Yeah its hp because the other laptop was a zbook but this is a pavillion its so wildly different
Its infuriating


----------



## Mussels (Aug 15, 2022)

MCdipshit said:


> Yeah its hp because the other laptop was a zbook but this is a pavillion its so wildly different
> Its infuriating


I went from a quad core i5 to a dual core i7, and swore to never fall for that crap again

Then my brother did the same with a GPU that was the same model, yet had about half the performance since it was a cut down model with the same name
Then i got an AMD crossfire laptop, only to find they'd renamed the GPU series and broke crossfire... and that the onboard was faster than the dedicated card anyway.

Long story short: Yes. Laptops are a nightmare, so I guess always buy from somewhere you can return if possible.

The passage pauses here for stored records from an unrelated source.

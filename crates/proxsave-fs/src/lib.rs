pub mod atomic;
pub mod fake;
pub mod real;

use std::io::{Read, Seek, Write};
use std::path::{Path, PathBuf};
use std::time::SystemTime;

/// Uniform file/dir/symlink/stat surface. A single
/// process-wide handle is normally injected at startup (the "real"
/// implementation); tests inject `fake::FakeFs` instead.
pub trait FileSystem: Send + Sync {
    fn open(&self, path: &Path) -> anyhow::Result<Box<dyn ReadSeek>>;
    fn create(&self, path: &Path, perm: u32) -> anyhow::Result<Box<dyn Write>>;
    fn open_with_flags(&self, path: &Path, flags: OpenFlags) -> anyhow::Result<Box<dyn ReadWriteSeek>>;
    fn read_file(&self, path: &Path) -> anyhow::Result<Vec<u8>>;
    fn write_file(&self, path: &Path, data: &[u8], perm: u32) -> anyhow::Result<()>;
    fn mkdir_all(&self, path: &Path, perm: u32) -> anyhow::Result<()>;
    fn mkdir_temp(&self, base: &Path, pattern: &str) -> anyhow::Result<PathBuf>;
    fn read_dir(&self, path: &Path) -> anyhow::Result<Vec<DirEntry>>;
    fn stat(&self, path: &Path) -> anyhow::Result<FileStat>;
    fn readlink(&self, path: &Path) -> anyhow::Result<PathBuf>;
    fn symlink(&self, target: &Path, link: &Path) -> anyhow::Result<()>;
    fn remove(&self, path: &Path) -> anyhow::Result<()>;
    fn remove_all(&self, path: &Path) -> anyhow::Result<()>;
    fn rename(&self, from: &Path, to: &Path) -> anyhow::Result<()>;

    /// Absolute path this implementation will actually touch for `path`.
    /// The real filesystem returns `path` unchanged; the fake filesystem
    /// prefixes the sandbox root.
    fn resolve(&self, path: &Path) -> PathBuf;
}

pub trait ReadSeek: Read + Seek {}
impl<T: Read + Seek> ReadSeek for T {}

pub trait ReadWriteSeek: Read + Write + Seek {}
impl<T: Read + Write + Seek> ReadWriteSeek for T {}

#[derive(Debug, Clone, Copy, Default)]
pub struct OpenFlags {
    pub read: bool,
    pub write: bool,
    pub create: bool,
    pub create_new: bool,
    pub truncate: bool,
    pub append: bool,
}

impl OpenFlags {
    pub fn read_write() -> Self {
        Self {
            read: true,
            write: true,
            ..Default::default()
        }
    }

    pub fn create_exclusive_write() -> Self {
        Self {
            write: true,
            create_new: true,
            ..Default::default()
        }
    }
}

#[derive(Debug, Clone)]
pub struct DirEntry {
    pub name: String,
    pub is_dir: bool,
    pub mode: u32,
    pub mod_time: SystemTime,
}

#[derive(Debug, Clone)]
pub struct FileStat {
    pub is_dir: bool,
    pub is_symlink: bool,
    pub size: u64,
    pub mode: u32,
    pub mod_time: SystemTime,
    pub uid: u32,
    pub gid: u32,
}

Do you have access to any undervolting controls? Every single W you save off the CPU, will add more MHz
Be it from the CPU, the IGP, memory/controller... I have no idea what BIOS settings you have access to, or what throttlestop settings you can use - Unclewebb is the expert on those


----------



## Mcdip (Aug 15, 2022)

Sadly with tigerlale voltage regulation is locked at least for now



MCdipshit said:


> Sadly with tigerlale voltage regulation is locked at least for now


Tigerlake* and the bios doesnt really have anything i can change so its a no go there aswell


----------



## Mussels (Aug 15, 2022)

Damn, so no IGP underclocking or anything available?

Unclewebb may have ideas, i'm out of my league with this one


----------



## Mcdip (Aug 15, 2022)

Yep ive done all i cpuld as well i just see no way of getting any decent performance outta this thing so imma just have to live with


----------